Attorneys’ fee awards are reviewed for abuse of discretion. Hemmings v. Tidy-man’s, Inc., 285 F.3d 1174, 1200 (9th Cir. 2002). Micron argues that if the available information was insufficient to allow for an accurate computation, the district court should have “requested [more] information ... or simply reduced the fee to a reasonable amount.” Fischer v. SJB-P.D. Inc., 214 F.3d 1115, 1121 (9th Cir.2000). In Fischer the court said it appeared that “more detailed records were readily available.” Id. Here, it appears that the court already received the most detailed records available, and those records did not allow the court to segregate fees. Fischer does not apply in such a case. The district court was within its discretion when it properly declined to speculate, and any further submission in this case would not have cured that problem. See San Francisco Culinary, Bartenders & Serv. Employees Welfare Fund v. Lucin, 76 F.3d 295, 299 (9th Cir.1996) (holding that fees could not be awarded where they were not segregable from fees not due, because “[i]f it is not possible ... to segregate the costs, then no award of attorneys’ fees can be made.”). Here, the district court has already determined it is not possible to segregate the fees that related to the claims on which Micron prevailed. The district court’s decision to award no fees was not an abuse of discretion.
AFFIRMED.
This disposition is not appropriate for publication and may not be cited to or by the courts of this circuit except as provided by Ninth Circuit Rule 36-3.

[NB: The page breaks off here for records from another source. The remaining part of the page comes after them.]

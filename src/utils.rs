// Copyright (c) 2025 Soumyadip Sarkar.
// All rights reserved.
//
// This source code is licensed under the license found in the
// LICENSE file in the root directory of this source tree.

use crate::format::Locale;
use crate::models::ReportWindow;
use anyhow::{Context, Result};
use chrono::{Datelike, NaiveDate};
use comfy_table::{presets::UTF8_FULL, Cell, Table};
use rusqlite::{params, Connection, OptionalExtension};

pub fn parse_month(s: &str) -> Result<ReportWindow> {
    let d = NaiveDate::parse_from_str(&format!("{}-01", s.trim()), "%Y-%m-%d")
        .with_context(|| format!("Invalid month '{}', expected YYYY-MM", s))?;
    ReportWindow::new(d.year(), d.month())
        .ok_or_else(|| anyhow::anyhow!("Invalid month '{}', expected YYYY-MM", s))
}

pub fn pretty_table(headers: &[&str], rows: Vec<Vec<String>>) -> Table {
    let mut t = Table::new();
    t.load_preset(UTF8_FULL);
    t.set_header(headers.iter().map(|h| Cell::new(*h)));
    for r in rows {
        t.add_row(r.into_iter().map(Cell::new));
    }
    t
}

// Display settings
pub fn get_locale(conn: &Connection) -> Result<Locale> {
    let v: Option<String> = conn
        .query_row("SELECT value FROM settings WHERE key='locale'", [], |r| {
            r.get(0)
        })
        .optional()?;
    match v {
        Some(tag) => Locale::parse(&tag)
            .with_context(|| format!("Unsupported locale '{}' in settings", tag)),
        None => Ok(Locale::default()),
    }
}

pub fn set_locale(conn: &Connection, locale: Locale) -> Result<()> {
    conn.execute(
        "INSERT INTO settings(key, value) VALUES('locale', ?1)
         ON CONFLICT(key) DO UPDATE SET value=excluded.value",
        params![locale.tag()],
    )?;
    Ok(())
}

pub fn maybe_print_json<T: serde::Serialize>(
    json_flag: bool,
    jsonl_flag: bool,
    v: &T,
) -> Result<bool> {
    if json_flag {
        println!("{}", serde_json::to_string_pretty(v)?);
        return Ok(true);
    }
    if jsonl_flag {
        // If v is an array, stream each element; else stream single line
        let val = serde_json::to_value(v)?;
        if let Some(arr) = val.as_array() {
            for item in arr {
                println!("{}", serde_json::to_string(item)?);
            }
        } else {
            println!("{}", serde_json::to_string(&val)?);
        }
        return Ok(true);
    }
    Ok(false)
}
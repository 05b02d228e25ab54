// Copyright (c) AlphaVelocity.
// All rights reserved.
//
// This source code is licensed under the license found in the
// LICENSE file in the root directory of this source tree.

use crate::categories::CATEGORIES;
use crate::utils::{maybe_print_json, pretty_table};
use anyhow::Result;

pub fn handle(m: &clap::ArgMatches) -> Result<()> {
    if let Some(("list", sub)) = m.subcommand() {
        if !maybe_print_json(sub.get_flag("json"), sub.get_flag("jsonl"), &CATEGORIES)? {
            let data = CATEGORIES
                .iter()
                .map(|c| vec![c.key.to_string(), c.name.to_string(), c.color.to_string()])
                .collect();
            println!("{}", pretty_table(&["Key", "Name", "Color"], data));
        }
    }
    Ok(())
}
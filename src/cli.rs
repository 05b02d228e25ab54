// Copyright (c) AlphaVelocity.
// All rights reserved.
//
// This source code is licensed under the license found in the
// LICENSE file in the root directory of this source tree.

use clap::{Arg, ArgAction, Command, value_parser};

fn json_flags(cmd: Command) -> Command {
    cmd.arg(
        Arg::new("json")
            .long("json")
            .action(ArgAction::SetTrue)
            .conflicts_with("jsonl")
            .help("Print pretty JSON"),
    )
    .arg(
        Arg::new("jsonl")
            .long("jsonl")
            .action(ArgAction::SetTrue)
            .help("Print one JSON object per line"),
    )
}

fn month_arg() -> Arg {
    Arg::new("month")
        .long("month")
        .value_name("YYYY-MM")
        .help("Calendar month; defaults to the current one")
}

pub fn build_cli() -> Command {
    Command::new("gofinances")
        .version(clap::crate_version!())
        .about("Track income and expenses and see where the money went each month")
        .arg(
            Arg::new("db")
                .long("db")
                .global(true)
                .value_name("PATH")
                .value_parser(value_parser!(std::path::PathBuf))
                .help("SQLite file to use instead of the platform data dir"),
        )
        .arg(
            Arg::new("verbose")
                .short('v')
                .long("verbose")
                .global(true)
                .action(ArgAction::Count)
                .help("More log output on stderr (repeatable)"),
        )
        .subcommand(Command::new("init").about("Create the local database"))
        .subcommand(
            Command::new("auth")
                .about("Sign in and out")
                .subcommand(
                    Command::new("sign-in")
                        .about("Sign in with a social account")
                        .arg(
                            Arg::new("provider")
                                .long("provider")
                                .required(true)
                                .value_parser(["google", "apple"]),
                        )
                        .arg(Arg::new("id").long("id").required(true))
                        .arg(Arg::new("name").long("name").required(true))
                        .arg(Arg::new("email").long("email"))
                        .arg(Arg::new("photo").long("photo").value_name("URL")),
                )
                .subcommand(Command::new("sign-out").about("Forget the signed-in user"))
                .subcommand(json_flags(
                    Command::new("whoami").about("Show the signed-in user"),
                )),
        )
        .subcommand(
            Command::new("tx")
                .about("Record and list transactions")
                .subcommand(
                    Command::new("add")
                        .about("Register a new transaction dated now")
                        .arg(Arg::new("name").long("name"))
                        .arg(Arg::new("amount").long("amount").allow_hyphen_values(true))
                        .arg(
                            Arg::new("type")
                                .long("type")
                                .help("positive (income) or negative (outcome)"),
                        )
                        .arg(Arg::new("category").long("category").help("Category key")),
                )
                .subcommand(json_flags(
                    Command::new("list")
                        .about("List transactions, newest first")
                        .arg(month_arg())
                        .arg(Arg::new("type").long("type"))
                        .arg(Arg::new("category").long("category"))
                        .arg(
                            Arg::new("limit")
                                .long("limit")
                                .value_parser(value_parser!(usize)),
                        ),
                )),
        )
        .subcommand(json_flags(
            Command::new("dashboard").about("Entries, expenses and net total with the full listing"),
        ))
        .subcommand(json_flags(
            Command::new("resume")
                .about("Spend by category for one month")
                .arg(month_arg())
                .arg(
                    Arg::new("prev")
                        .long("prev")
                        .value_parser(value_parser!(u32))
                        .conflicts_with("next")
                        .help("Step back N months from the selected one"),
                )
                .arg(
                    Arg::new("next")
                        .long("next")
                        .value_parser(value_parser!(u32))
                        .help("Step forward N months from the selected one"),
                ),
        ))
        .subcommand(
            Command::new("category")
                .about("Category reference data")
                .subcommand(json_flags(Command::new("list"))),
        )
        .subcommand(
            Command::new("config")
                .about("Display settings")
                .subcommand(Command::new("get"))
                .subcommand(
                    Command::new("set-locale")
                        .arg(Arg::new("locale").required(true).value_name("pt-BR|en-US")),
                ),
        )
        .subcommand(
            Command::new("export")
                .about("Write the signed-in user's transactions to a file")
                .subcommand(
                    Command::new("transactions")
                        .arg(
                            Arg::new("format")
                                .long("format")
                                .default_value("csv")
                                .help("csv or json"),
                        )
                        .arg(Arg::new("out").long("out").required(true)),
                ),
        )
}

. The slander claim was tried to a jury, which found that slander had occurred, but that no damages were due to Stefano because the challenged statements were not made with reckless disregard for the truth. No appeal on the slander claim is before us.
. Stefano's slander claim was based on the accusation by Appleton that Stefano had disclosed confidential information to outsiders.
. That rule provides that "[a] statement is not hearsay if ... [t]he statement is offered against a party and is ... the party’s own statement.”
. That statute provides that "[i]n any civil action to recover on ... [a] contract relating to the purchase or sale of ... services ... the prevailing party shall be allowed a reasonable attorney’s fee to be set by the court, to be taxed and collected as costs.”
. Micron’s documentation of the attorneys' fees occupies 262 pages in the record. These documents do not allow for identification of expenses relevant only to Van Heel (e.g., depositions of Van Heel or of witnesses relevant only to his case), or of expenses incurred for Stefano’s libel claim.